§ Saved data entries
use serde::Deserialize;

/// Which `CloudStorage` backend the account manager hands out.
#[derive(Debug, Deserialize, Clone, Copy, PartialEq, Eq)]
#[serde(rename_all = "lowercase")]
pub enum StorageBackend {
    /// Files are written below `root`, one directory per scheme and folder.
    Filesystem,
    /// Process-local storage, lost on restart. Useful for development.
    Memory,
}

/// Cloud storage configuration.
#[derive(Debug, Deserialize, Clone)]
pub struct StorageConfig {
    /// Default: filesystem.
    #[serde(default = "default_storage_backend")]
    pub backend: StorageBackend,
    /// Root directory of the filesystem backend. Default: "./data/cloud".
    #[serde(default = "default_storage_root")]
    pub root: String,
    /// Maximum size of a single stored file in bytes. Default: 64 MiB.
    #[serde(default = "default_max_file_size")]
    pub max_file_size: u64,
}

fn default_storage_backend() -> StorageBackend {
    StorageBackend::Filesystem
}
fn default_storage_root() -> String {
    "./data/cloud".into()
}
fn default_max_file_size() -> u64 {
    64 * 1024 * 1024
}

impl Default for StorageConfig {
    fn default() -> Self {
        Self {
            backend: default_storage_backend(),
            root: default_storage_root(),
            max_file_size: default_max_file_size(),
        }
    }
}

/// Reconciliation worker configuration.
#[derive(Debug, Deserialize, Clone)]
pub struct DeferredConfig {
    /// Whether the worker runs inside the server process. Default: true.
    #[serde(default = "default_deferred_enabled")]
    pub enabled: bool,
    /// Seconds between periodic scans for pending rows. Default: 30.
    #[serde(default = "default_scan_interval_secs")]
    pub scan_interval_secs: u64,
    /// Failed rows are retried automatically up to this many attempts. Default: 5.
    #[serde(default = "default_max_attempts")]
    pub max_attempts: i32,
    /// Base delay of the retry backoff in milliseconds. Default: 2000.
    #[serde(default = "default_backoff_base_ms")]
    pub backoff_base_ms: u64,
    /// Upper bound of the retry backoff in milliseconds. Default: 300000.
    #[serde(default = "default_backoff_max_ms")]
    pub backoff_max_ms: u64,
    /// Expiry of the per file group lock taken while merging. Default: 120.
    #[serde(default = "default_file_group_lock_expiry_secs")]
    pub file_group_lock_expiry_secs: i64,
}

fn default_deferred_enabled() -> bool {
    true
}
fn default_scan_interval_secs() -> u64 {
    30
}
fn default_max_attempts() -> i32 {
    5
}
fn default_backoff_base_ms() -> u64 {
    2000
}
fn default_backoff_max_ms() -> u64 {
    300_000
}
fn default_file_group_lock_expiry_secs() -> i64 {
    120
}

impl Default for DeferredConfig {
    fn default() -> Self {
        Self {
            enabled: default_deferred_enabled(),
            scan_interval_secs: default_scan_interval_secs(),
            max_attempts: default_max_attempts(),
            backoff_base_ms: default_backoff_base_ms(),
            backoff_max_ms: default_backoff_max_ms(),
            file_group_lock_expiry_secs: default_file_group_lock_expiry_secs(),
        }
    }
}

§ Exercise
Repeat the data in full, keeping each word exactly as it is.

§ Answer for this exercise
use serde::Deserialize;

/// Which `CloudStorage` backend the account manager hands out.
#[derive(Debug, Deserialize, Clone, Copy, PartialEq, Eq)]
#[serde(rename_all = "lowercase")]
pub enum StorageBackend {
    /// Files are written below `root`, one directory per scheme and folder.
    Filesystem,
    /// Process-local storage, lost on restart. Useful for development.
    Memory,
}

/// Cloud storage configuration.
#[derive(Debug, Deserialize, Clone)]
pub struct StorageConfig {
    /// Default: filesystem.
    #[serde(default = "default_storage_backend")]
    pub backend: StorageBackend,
    /// Root directory of the filesystem backend. Default: "./data/cloud".
    #[serde(default = "default_storage_root")]
    pub root: String,
    /// Maximum size of a single stored file in bytes. Default: 64 MiB.
    #[serde(default = "default_max_file_size")]
    pub max_file_size: u64,
}

fn default_storage_backend() -> StorageBackend {
    StorageBackend::Filesystem
}
fn default_storage_root() -> String {
    "./data/cloud".into()
}
fn default_max_file_size() -> u64 {
    64 * 1024 * 1024
}

impl Default for StorageConfig {
    fn default() -> Self {
        Self {
            backend: default_storage_backend(),
            root: default_storage_root(),
            max_file_size: default_max_file_size(),
        }
    }
}

/// Reconciliation worker configuration.
#[derive(Debug, Deserialize, Clone)]
pub struct DeferredConfig {
    /// Whether the worker runs inside the server process. Default: true.
    #[serde(default = "default_deferred_enabled")]
    pub enabled: bool,
    /// Seconds between periodic scans for pending rows. Default: 30.
    #[serde(default = "default_scan_interval_secs")]
    pub scan_interval_secs: u64,
    /// Failed rows are retried automatically up to this many attempts. Default: 5.
    #[serde(default = "default_max_attempts")]
    pub max_attempts: i32,
    /// Base delay of the retry backoff in milliseconds. Default: 2000.
    #[serde(default = "default_backoff_base_ms")]
    pub backoff_base_ms: u64,
    /// Upper bound of the retry backoff in milliseconds. Default: 300000.
    #[serde(default = "default_backoff_max_ms")]
    pub backoff_max_ms: u64,
    /// Expiry of the per file group lock taken while merging. Default: 120.
    #[serde(default = "default_file_group_lock_expiry_secs")]
    pub file_group_lock_expiry_secs: i64,
}

fn default_deferred_enabled() -> bool {
    true
}
fn default_scan_interval_secs() -> u64 {
    30
}
fn default_max_attempts() -> i32 {
    5
}
fn default_backoff_base_ms() -> u64 {
    2000
}
fn default_backoff_max_ms() -> u64 {
    300_000
}
fn default_file_group_lock_expiry_secs() -> i64 {
    120
}

impl Default for DeferredConfig {
    fn default() -> Self {
        Self {
            enabled: default_deferred_enabled(),
            scan_interval_secs: default_scan_interval_secs(),
            max_attempts: default_max_attempts(),
            backoff_base_ms: default_backoff_base_ms(),
            backoff_max_ms: default_backoff_max_ms(),
            file_group_lock_expiry_secs: default_file_group_lock_expiry_secs(),
        }
    }
}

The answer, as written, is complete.